§ YOUR TASK
Please copy every line of the records below that holds the word "COALESCE".

§ RECORDED DATA
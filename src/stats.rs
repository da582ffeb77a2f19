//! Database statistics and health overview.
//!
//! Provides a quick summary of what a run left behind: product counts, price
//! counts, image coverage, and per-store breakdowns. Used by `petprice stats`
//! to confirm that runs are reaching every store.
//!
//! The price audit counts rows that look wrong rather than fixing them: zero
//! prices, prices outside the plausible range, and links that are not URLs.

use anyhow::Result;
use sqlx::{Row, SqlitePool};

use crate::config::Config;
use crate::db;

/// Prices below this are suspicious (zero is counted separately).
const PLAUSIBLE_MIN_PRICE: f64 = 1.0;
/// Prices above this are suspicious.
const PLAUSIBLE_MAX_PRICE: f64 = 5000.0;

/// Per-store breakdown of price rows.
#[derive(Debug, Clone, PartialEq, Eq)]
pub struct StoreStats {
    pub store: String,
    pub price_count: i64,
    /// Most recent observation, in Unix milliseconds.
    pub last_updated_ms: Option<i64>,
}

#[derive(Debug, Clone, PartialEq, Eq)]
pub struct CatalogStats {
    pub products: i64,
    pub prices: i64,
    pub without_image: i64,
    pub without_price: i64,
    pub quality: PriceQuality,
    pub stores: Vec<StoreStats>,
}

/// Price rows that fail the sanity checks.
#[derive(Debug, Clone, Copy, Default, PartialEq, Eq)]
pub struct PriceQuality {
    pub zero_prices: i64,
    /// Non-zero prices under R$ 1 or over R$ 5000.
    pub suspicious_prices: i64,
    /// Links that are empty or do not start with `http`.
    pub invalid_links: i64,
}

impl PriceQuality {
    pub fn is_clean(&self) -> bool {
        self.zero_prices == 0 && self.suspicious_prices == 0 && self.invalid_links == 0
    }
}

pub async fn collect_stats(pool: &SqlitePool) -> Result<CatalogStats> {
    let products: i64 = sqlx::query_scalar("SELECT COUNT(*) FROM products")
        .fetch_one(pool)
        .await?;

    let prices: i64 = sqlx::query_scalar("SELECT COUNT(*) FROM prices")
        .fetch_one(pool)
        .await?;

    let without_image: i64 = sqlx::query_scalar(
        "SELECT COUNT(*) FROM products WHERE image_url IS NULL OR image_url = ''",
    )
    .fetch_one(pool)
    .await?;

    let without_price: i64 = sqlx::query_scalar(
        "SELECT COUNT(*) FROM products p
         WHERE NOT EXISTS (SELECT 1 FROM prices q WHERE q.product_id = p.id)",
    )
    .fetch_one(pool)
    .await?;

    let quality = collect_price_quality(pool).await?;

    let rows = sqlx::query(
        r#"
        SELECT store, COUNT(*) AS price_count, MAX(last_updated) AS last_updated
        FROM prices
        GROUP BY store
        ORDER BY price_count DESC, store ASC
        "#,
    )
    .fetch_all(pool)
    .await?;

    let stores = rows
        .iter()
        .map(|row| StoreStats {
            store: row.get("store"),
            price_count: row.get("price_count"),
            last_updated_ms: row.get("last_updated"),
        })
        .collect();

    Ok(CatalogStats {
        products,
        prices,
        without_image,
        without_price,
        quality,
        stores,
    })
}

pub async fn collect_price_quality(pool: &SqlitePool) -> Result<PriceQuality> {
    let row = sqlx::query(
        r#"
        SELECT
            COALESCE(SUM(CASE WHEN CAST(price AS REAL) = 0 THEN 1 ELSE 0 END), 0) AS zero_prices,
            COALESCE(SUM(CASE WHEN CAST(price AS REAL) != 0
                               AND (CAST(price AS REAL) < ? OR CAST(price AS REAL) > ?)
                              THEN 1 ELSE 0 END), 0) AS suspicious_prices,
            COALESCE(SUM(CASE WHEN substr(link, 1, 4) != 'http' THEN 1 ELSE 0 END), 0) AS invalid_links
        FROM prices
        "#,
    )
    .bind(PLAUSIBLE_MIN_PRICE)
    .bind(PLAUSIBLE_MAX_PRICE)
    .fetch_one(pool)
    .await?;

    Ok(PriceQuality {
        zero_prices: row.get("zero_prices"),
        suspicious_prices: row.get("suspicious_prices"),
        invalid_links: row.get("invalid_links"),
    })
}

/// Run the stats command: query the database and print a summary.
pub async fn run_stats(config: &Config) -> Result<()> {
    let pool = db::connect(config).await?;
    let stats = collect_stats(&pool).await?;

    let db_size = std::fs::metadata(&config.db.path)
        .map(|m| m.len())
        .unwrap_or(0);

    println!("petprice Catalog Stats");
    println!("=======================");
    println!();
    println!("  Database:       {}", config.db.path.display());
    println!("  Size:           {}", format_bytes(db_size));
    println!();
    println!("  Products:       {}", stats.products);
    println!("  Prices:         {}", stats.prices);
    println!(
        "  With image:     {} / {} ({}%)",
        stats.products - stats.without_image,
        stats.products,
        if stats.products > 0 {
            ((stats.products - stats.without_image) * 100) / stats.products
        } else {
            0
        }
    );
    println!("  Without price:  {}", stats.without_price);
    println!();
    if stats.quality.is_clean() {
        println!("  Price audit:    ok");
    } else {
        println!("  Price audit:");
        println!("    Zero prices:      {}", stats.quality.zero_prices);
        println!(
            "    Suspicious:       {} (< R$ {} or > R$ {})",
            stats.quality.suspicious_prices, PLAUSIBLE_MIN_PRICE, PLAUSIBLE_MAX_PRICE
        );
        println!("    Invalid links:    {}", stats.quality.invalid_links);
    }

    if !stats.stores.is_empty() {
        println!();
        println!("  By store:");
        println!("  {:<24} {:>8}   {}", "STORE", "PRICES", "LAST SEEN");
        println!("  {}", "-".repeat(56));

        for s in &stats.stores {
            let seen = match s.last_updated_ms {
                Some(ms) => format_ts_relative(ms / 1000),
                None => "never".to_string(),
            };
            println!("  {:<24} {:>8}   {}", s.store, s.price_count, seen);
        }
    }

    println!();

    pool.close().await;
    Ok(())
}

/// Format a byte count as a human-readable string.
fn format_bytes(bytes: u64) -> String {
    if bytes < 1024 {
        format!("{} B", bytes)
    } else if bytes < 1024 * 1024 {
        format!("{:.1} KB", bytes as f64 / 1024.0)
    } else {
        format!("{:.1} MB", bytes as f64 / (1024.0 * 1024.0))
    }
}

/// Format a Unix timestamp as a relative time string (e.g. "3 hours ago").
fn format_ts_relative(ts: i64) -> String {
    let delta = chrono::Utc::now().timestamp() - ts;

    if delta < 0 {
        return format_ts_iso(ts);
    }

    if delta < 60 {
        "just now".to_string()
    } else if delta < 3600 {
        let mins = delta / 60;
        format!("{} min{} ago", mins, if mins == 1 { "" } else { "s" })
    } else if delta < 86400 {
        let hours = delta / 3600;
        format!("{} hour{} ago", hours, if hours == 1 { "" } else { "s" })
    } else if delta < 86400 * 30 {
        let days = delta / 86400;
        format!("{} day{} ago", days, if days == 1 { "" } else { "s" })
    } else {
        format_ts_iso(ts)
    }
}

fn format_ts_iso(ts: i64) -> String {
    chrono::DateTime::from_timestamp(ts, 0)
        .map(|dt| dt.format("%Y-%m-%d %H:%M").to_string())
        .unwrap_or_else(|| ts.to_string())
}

§ RESPONSE AREA
            COALESCE(SUM(CASE WHEN CAST(price AS REAL) = 0 THEN 1 ELSE 0 END), 0) AS zero_prices,
            COALESCE(SUM(CASE WHEN CAST(price AS REAL) != 0
            COALESCE(SUM(CASE WHEN substr(link, 1, 4) != 'http' THEN 1 ELSE 0 END), 0) AS invalid_links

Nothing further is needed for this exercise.